MME students work with California energy producer to chart a profitable path to a carbon neutral future
When DCOR CEO Alan Templeton (BSM ’02) agreed to work with a team of Freeman School Master of Management in Energy students, he expected to get a few useful insights out of the partnership. What he got instead were actionable recommendations with the potential to significantly reduce the company’s environmental impact while saving it thousands of dollars in the process.
The recommendations were part of Energy Industry Projects, a course in the MME program that puts students to work on real, high-value projects for major energy companies. Four MME students spent the Spring 2026 semester working with Oxnard, California-based DCOR, the leading offshore oil and gas producer on the West Coast.
“When Tulane reached out to DCOR to participate, we saw it as an opportunity to create a project that would be a meaningful to the students as a learning experience but also meaningful to us as a business,” said Templeton.
The project ended up comprising three distinct areas of focus. One area of focus looked at the feasibility of utilizing offsets to achieve carbon neutrality for the company’s operations in California. A second analyzed DCOR’s energy inputs and outputs to develop metrics the company could use in communications with regulators and stakeholders. The third assessed the financial feasibility of utilizing additional microturbines to generate electricity at three company facilities.
Joseph Chase (MME ’25), an operational FP&A analyst at DCOR, coordinated the project and served as the students’ point of contact at the company.

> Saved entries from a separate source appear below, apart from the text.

//! Typed rows of the star schema.
//!
//! Every row knows the table it belongs to, and exposes its values in the
//! column order of that table so the quality checker and the warehouse agree
//! on the layout.

use chrono::{DateTime, Datelike, Timelike};
use std::fmt;

/// Logical tables of the star schema.
#[derive(Debug, Clone, Copy, PartialEq, Eq, PartialOrd, Ord, Hash)]
pub enum TableName {
    Songs,
    Artists,
    Time,
    Users,
    Songplays,
}

impl TableName {
    pub const ALL: [TableName; 5] = [
        TableName::Songs,
        TableName::Artists,
        TableName::Time,
        TableName::Users,
        TableName::Songplays,
    ];

    pub fn as_str(&self) -> &'static str {
        match self {
            TableName::Songs => "songs",
            TableName::Artists => "artists",
            TableName::Time => "time",
            TableName::Users => "users",
            TableName::Songplays => "songplays",
        }
    }

    /// Columns written for this table, in insert order.
    pub fn columns(&self) -> &'static [&'static str] {
        match self {
            TableName::Songs => &["song_id", "title", "artist_id", "year", "duration"],
            TableName::Artists => &["artist_id", "name", "location", "latitude", "longitude"],
            TableName::Time => &[
                "timestamp", "hour", "day", "week", "month", "year", "weekday",
            ],
            TableName::Users => &["user_id", "first_name", "last_name", "gender", "level"],
            TableName::Songplays => &[
                "play_id",
                "timestamp",
                "user_id",
                "level",
                "song_id",
                "artist_id",
                "session_id",
                "location",
                "user_agent",
            ],
        }
    }
}

impl fmt::Display for TableName {
    fn fmt(&self, f: &mut fmt::Formatter<'_>) -> fmt::Result {
        f.write_str(self.as_str())
    }
}

/// Subscription tier of a user.
#[derive(Debug, Clone, Copy, PartialEq, Eq)]
pub enum Level {
    Free,
    Paid,
}

impl Level {
    pub fn as_str(&self) -> &'static str {
        match self {
            Level::Free => "free",
            Level::Paid => "paid",
        }
    }

    pub fn from_str(s: &str) -> Option<Self> {
        match s {
            "free" => Some(Level::Free),
            "paid" => Some(Level::Paid),
            _ => None,
        }
    }
}

/// A single column value, as handed to the quality checker and the store.
#[derive(Debug, Clone, PartialEq)]
pub enum FieldValue {
    Null,
    Integer(i64),
    Real(f64),
    Text(String),
}

impl FieldValue {
    pub fn is_null(&self) -> bool {
        matches!(self, FieldValue::Null)
    }

    fn text(value: &str) -> Self {
        FieldValue::Text(value.to_owned())
    }

    fn opt_text(value: &Option<String>) -> Self {
        value.as_deref().map_or(FieldValue::Null, FieldValue::text)
    }

    fn opt_real(value: Option<f64>) -> Self {
        value.map_or(FieldValue::Null, FieldValue::Real)
    }
}

#[derive(Debug, Clone, PartialEq)]
pub struct SongRecord {
    pub song_id: String,
    pub title: String,
    pub artist_id: String,
    /// 0 when the year is unknown.
    pub year: i32,
    pub duration: f64,
}

#[derive(Debug, Clone, PartialEq)]
pub struct ArtistRecord {
    pub artist_id: String,
    pub name: String,
    pub location: Option<String>,
    pub latitude: Option<f64>,
    pub longitude: Option<f64>,
}

/// Calendar breakdown of a play instant, in UTC.
#[derive(Debug, Clone, Copy, PartialEq, Eq)]
pub struct TimeRecord {
    /// Milliseconds since the Unix epoch.
    pub timestamp: i64,
    pub hour: i32,
    pub day: i32,
    /// ISO 8601 week number.
    pub week: i32,
    pub month: i32,
    pub year: i32,
    /// Monday is 0, Sunday is 6.
    pub weekday: i32,
}

impl TimeRecord {
    /// Returns None when `timestamp_ms` is outside the representable range.
    pub fn from_millis(timestamp_ms: i64) -> Option<Self> {
        let instant = DateTime::from_timestamp_millis(timestamp_ms)?;
        Some(TimeRecord {
            timestamp: timestamp_ms,
            hour: instant.hour() as i32,
            day: instant.day() as i32,
            week: instant.iso_week().week() as i32,
            month: instant.month() as i32,
            year: instant.year(),
            weekday: instant.weekday().num_days_from_monday() as i32,
        })
    }
}

#[derive(Debug, Clone, PartialEq)]
pub struct UserRecord {
    pub user_id: String,
    pub first_name: String,
    pub last_name: String,
    pub gender: Option<String>,
    pub level: Level,
}

/// Song and artist ids found for a play. They only ever exist together.
#[derive(Debug, Clone, PartialEq, Eq)]
pub struct ResolvedSong {
    pub song_id: String,
    pub artist_id: String,
}

#[derive(Debug, Clone, PartialEq)]
pub struct PlayFact {
    /// Position among the plays of the source file, not unique across files.
    pub play_id: i64,
    pub timestamp: i64,
    pub user_id: String,
    pub level: Level,
    pub resolved: Option<ResolvedSong>,
    pub session_id: i64,
    pub location: Option<String>,
    pub user_agent: Option<String>,
}

impl PlayFact {
    pub fn song_id(&self) -> Option<&str> {
        self.resolved.as_ref().map(|r| r.song_id.as_str())
    }

    pub fn artist_id(&self) -> Option<&str> {
        self.resolved.as_ref().map(|r| r.artist_id.as_str())
    }
}

/// A row bound to its target table.
#[derive(Debug, Clone, PartialEq)]
pub enum Row {
    Song(SongRecord),
    Artist(ArtistRecord),
    Time(TimeRecord),
    User(UserRecord),
    Play(PlayFact),
}

impl Row {
    pub fn table(&self) -> TableName {
        match self {
            Row::Song(_) => TableName::Songs,
            Row::Artist(_) => TableName::Artists,
            Row::Time(_) => TableName::Time,
            Row::User(_) => TableName::Users,
            Row::Play(_) => TableName::Songplays,
        }
    }

    /// Values in the order of `self.table().columns()`.
    pub fn values(&self) -> Vec<FieldValue> {
        match self {
            Row::Song(song) => vec![
                FieldValue::text(&song.song_id),
                FieldValue::text(&song.title),
                FieldValue::text(&song.artist_id),
                FieldValue::Integer(song.year as i64),
                FieldValue::Real(song.duration),
            ],
            Row::Artist(artist) => vec![
                FieldValue::text(&artist.artist_id),
                FieldValue::text(&artist.name),
                FieldValue::opt_text(&artist.location),
                FieldValue::opt_real(artist.latitude),
                FieldValue::opt_real(artist.longitude),
            ],
            Row::Time(time) => [
                time.timestamp,
                time.hour as i64,
                time.day as i64,
                time.week as i64,
                time.month as i64,
                time.year as i64,
                time.weekday as i64,
            ]
            .into_iter()
            .map(FieldValue::Integer)
            .collect(),
            Row::User(user) => vec![
                FieldValue::text(&user.user_id),
                FieldValue::text(&user.first_name),
                FieldValue::text(&user.last_name),
                FieldValue::opt_text(&user.gender),
                FieldValue::text(user.level.as_str()),
            ],
            Row::Play(play) => vec![
                FieldValue::Integer(play.play_id),
                FieldValue::Integer(play.timestamp),
                FieldValue::text(&play.user_id),
                FieldValue::text(play.level.as_str()),
                play.song_id().map_or(FieldValue::Null, FieldValue::text),
                play.artist_id().map_or(FieldValue::Null, FieldValue::text),
                FieldValue::Integer(play.session_id),
                FieldValue::opt_text(&play.location),
                FieldValue::opt_text(&play.user_agent),
            ],
        }
    }
}

/// Rows of one table emitted by a transformer for one file.
#[derive(Debug, Clone, PartialEq)]
pub struct TableBatch {
    pub table: TableName,
    pub rows: Vec<Row>,
}

impl TableBatch {
    pub fn new(table: TableName, rows: Vec<Row>) -> Self {
        Self { table, rows }
    }
}

#[cfg(test)]
mod tests {
    use super::*;

    #[test]
    fn derives_calendar_fields_in_utc() {
        // 2018-11-15T00:47:06.796Z, a Thursday
        let time = TimeRecord::from_millis(1542242826796).unwrap();
        assert_eq!(
            time,
            TimeRecord {
                timestamp: 1542242826796,
                hour: 0,
                day: 15,
                week: 46,
                month: 11,
                year: 2018,
                weekday: 3,
            }
        );
    }

    #[test]
    fn derives_iso_week_across_year_boundary() {
        // 2018-12-31T12:00:00Z belongs to ISO week 1 of 2019
        let time = TimeRecord::from_millis(1546257600000).unwrap();
        assert_eq!(time.year, 2018);
        assert_eq!(time.week, 1);
        assert_eq!(time.weekday, 0);
    }

    #[test]
    fn rejects_out_of_range_timestamp() {
        assert!(TimeRecord::from_millis(i64::MAX).is_none());
    }

    #[test]
    fn values_follow_table_columns() {
        let rows = vec![
            Row::Song(SongRecord {
                song_id: "S1".to_owned(),
                title: "t".to_owned(),
                artist_id: "A1".to_owned(),
                year: 0,
                duration: 1.0,
            }),
            Row::Artist(ArtistRecord {
                artist_id: "A1".to_owned(),
                name: "n".to_owned(),
                location: None,
                latitude: None,
                longitude: None,
            }),
            Row::Time(TimeRecord::from_millis(0).unwrap()),
            Row::User(UserRecord {
                user_id: "1".to_owned(),
                first_name: "f".to_owned(),
                last_name: "l".to_owned(),
                gender: None,
                level: Level::Free,
            }),
            Row::Play(PlayFact {
                play_id: 0,
                timestamp: 0,
                user_id: "1".to_owned(),
                level: Level::Paid,
                resolved: None,
                session_id: 1,
                location: None,
                user_agent: None,
            }),
        ];

        for row in rows {
            assert_eq!(row.values().len(), row.table().columns().len());
        }
    }

    #[test]
    fn unresolved_play_has_both_ids_null() {
        let play = Row::Play(PlayFact {
            play_id: 3,
            timestamp: 1,
            user_id: "7".to_owned(),
            level: Level::Free,
            resolved: None,
            session_id: 2,
            location: None,
            user_agent: None,
        });
        let values = play.values();
        assert!(values[4].is_null());
        assert!(values[5].is_null());
    }

    #[test]
    fn parses_level() {
        assert_eq!(Level::from_str("paid"), Some(Level::Paid));
        assert_eq!(Level::from_str("free"), Some(Level::Free));
        assert_eq!(Level::from_str("gold"), None);
    }
}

“When these deliverables were established, we wanted to make sure there was real value for us as a company and for the MME students,” said Chase, who joined DCOR last year after graduating from the MME program. “We gave the MME team a structure of how the projects needed to be built out and then provided them the access to use their skills to bring forward recommendations to consider.”
Mike Berkowitz (MME ’26), Ilia Kunin (MME ’26), Jack Lieux (MME ’26) and Manni Lulavy (BSM '26) spent the semester immersed in the company’s operations, analyzing the impacts of California’s regulatory environment, building sophisticated financial models and delving deep into the minutiae of Renewable Energy Certificate arbitrage.
Berkowitz, who focused on the microturbines study, said a highlight for him was traveling to California at the project’s midpoint to meet with company executives and visit the offshore facilities he was researching.
“When you actually go out on one of these platforms, you realize there’s so many more inputs to everything than you’d expect,” he said. “One of the things I like most about the MME program is that we do so many site visits. Being able to see things and get your hands dirty is so important for learning.”
The project culminated in May when the students presented their recommendations to company executives during an in-person meeting at the Freeman School. In addition to determining that the cost for DCOR to achieve carbon neutrality in California could be as low as $212,000, the students calculated that DCOR produces 45 times the amount of energy it uses, a powerful talking point in a state historically skeptical of fossil fuels. The students also found that expanding the use of microturbines to generate power on two offshore platforms and an onshore separation facility could reduce the company’s net electricity costs by more than 50% annually and generate net savings of $9.5 million over five years.
Templeton said he and his team were delighted with the recommendations.
"This was exactly why DCOR teamed up with the Freeman School," Templeton said. "We were able to provide the MME students real-world experience, and they applied their skills to help us identify and bring forward solutions.
“I’m excited about our next project utilizing MME students,” he added. “I’m confident we’ll have several targeted areas that we will want to study, especially as we continue to expand into the Gulf. I’m looking forward to building an even closer relationship with Tulane into the future.”
Berkowitz will join NextEra Energy’s rotational program following his graduation in May, but he said he hopes to follow in Chase’s footsteps and become a project mentor next year.
“I’m already floating ideas to my boss about what we could do for a project,” he said. “The DCOR project was easily the best educational experience I’ve had in my life, so I’m 100% going to try to do something like this project for next year’s MME class.”